Pour la fonction publique hospitalière, les règles sont alignées sur celles de la CNRACL : pas de condition de ressources, taux de 50 % de la pension de base, plus la moitié des majorations pour enfants et de la rente d’invalidité le cas échéant. En revanche, en cas de remariage, de Pacs ou de concubinage, les ex-conjoints perdent généralement leur droit à réversion, sauf si la nouvelle union a pris fin avant le décès. Ces subtilités impliquent une vraie coordination entre les différentes caisses lorsque la personne décédée a changé de statut au cours de sa carrière (par exemple, cheminot devenu agent hospitalier, ou fonctionnaire passé dans le privé).
En pratique, le portail Info-retraite facilite cette coordination en interrogeant automatiquement l’ensemble des régimes auxquels la personne décédée a cotisé. Mais il reste fortement recommandé d’indiquer explicitement, dans les formulaires et lors des échanges, l’ensemble des employeurs ou statuts successifs du défunt, afin d’éviter qu’un régime spécial ne soit “oublié” et que des droits ne restent en sommeil.
Gestion des droits pour les polypensionnés multi-régimes
De plus en plus de personnes ont eu des carrières dites “polypensionnées” : débuts comme salarié du privé, puis passage dans la fonction publique, création d’une activité indépendante, etc.

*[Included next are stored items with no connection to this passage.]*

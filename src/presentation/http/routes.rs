//! Route Configuration
//!
//! Contact-form API, admin page, probes, metrics and the static site.

use axum::{
    middleware,
    response::IntoResponse,
    routing::{get, post},
    Router,
};
use tower_http::services::ServeDir;

use super::handlers;
use crate::infrastructure::metrics;
use crate::presentation::middleware::track_http_metrics;
use crate::startup::AppState;

/// Create the main router
pub fn create_router(state: AppState) -> Router {
    let site = ServeDir::new(&state.settings.contact.site_dir);

    Router::new()
        .route("/submit", post(handlers::contact::submit))
        .route("/admin", get(handlers::admin::admin_page))
        .route("/health", get(handlers::health::health_check))
        .route("/health/live", get(handlers::health::liveness))
        .route("/metrics", get(metrics_handler))
        .route_layer(middleware::from_fn(track_http_metrics))
        .fallback_service(site)
        .with_state(state)
}

/// Prometheus metrics endpoint handler
async fn metrics_handler() -> impl IntoResponse {
    (
        [(
            axum::http::header::CONTENT_TYPE,
            "text/plain; version=0.0.4; charset=utf-8",
        )],
        metrics::gather_metrics(),
    )
}
//! Response DTOs

use serde::{Deserialize, Serialize};

use crate::domain::Coach;

/// Result of a successful authentication.
#[derive(Debug, Clone, PartialEq, Serialize, Deserialize)]
pub struct AuthResponse {
    pub coach: Coach,

    /// Session token; the mock service does not issue one
    #[serde(skip_serializing_if = "Option::is_none")]
    pub token: Option<String>,
}

impl AuthResponse {
    pub fn for_coach(coach: Coach) -> Self {
        Self { coach, token: None }
    }
}

/// Acknowledgement of a contact-form submission.
#[derive(Debug, Serialize, Deserialize)]
pub struct SubmitResponse {
    pub success: bool,
    pub message: String,
}

impl SubmitResponse {
    pub fn received() -> Self {
        Self {
            success: true,
            message: "Message received".into(),
        }
    }
}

Chaque période donne lieu à des droits à retraite distincts, et donc potentiellement à plusieurs pensions de réversion pour le conjoint survivant. La gestion de ces droits suppose de distinguer clairement les régimes de base (CNAV, MSA, CNAVPL, CNRACL, SRE…) et les régimes complémentaires (Agirc-Arrco, Ircantec, caisses libérales, régimes spéciaux).
Dans ce contexte, la pension de réversion se calcule “régime par régime” : les conditions d’âge, de ressources et de mariage peuvent donc varier pour chaque part de réversion. Par exemple, vous pouvez être éligible immédiatement à la réversion du régime général à 55 ans, mais devoir attendre 62 ans pour la réversion complémentaire d’une caisse libérale, ou remplir des conditions de durée de mariage différentes dans un régime spécial. Cette mosaïque de règles peut donner le sentiment d’un labyrinthe administratif, mais elle reflète la diversité des statuts professionnels.
Pour sécuriser vos droits, deux réflexes sont essentiels : conserver précieusement tous les documents relatifs aux carrières de votre conjoint (attestations d’employeur, relevés de situation individuelle, notifications de retraite) et utiliser les services en ligne de votre compte retraite pour vérifier les régimes dans lesquels il a cotisé. En cas de doute, n’hésitez pas à solliciter un entretien avec un conseiller Info retraite ou avec un expert retraite indépendant, afin de vérifier que toutes les pensions de réversion potentielles sont bien demandées et correctement calculées.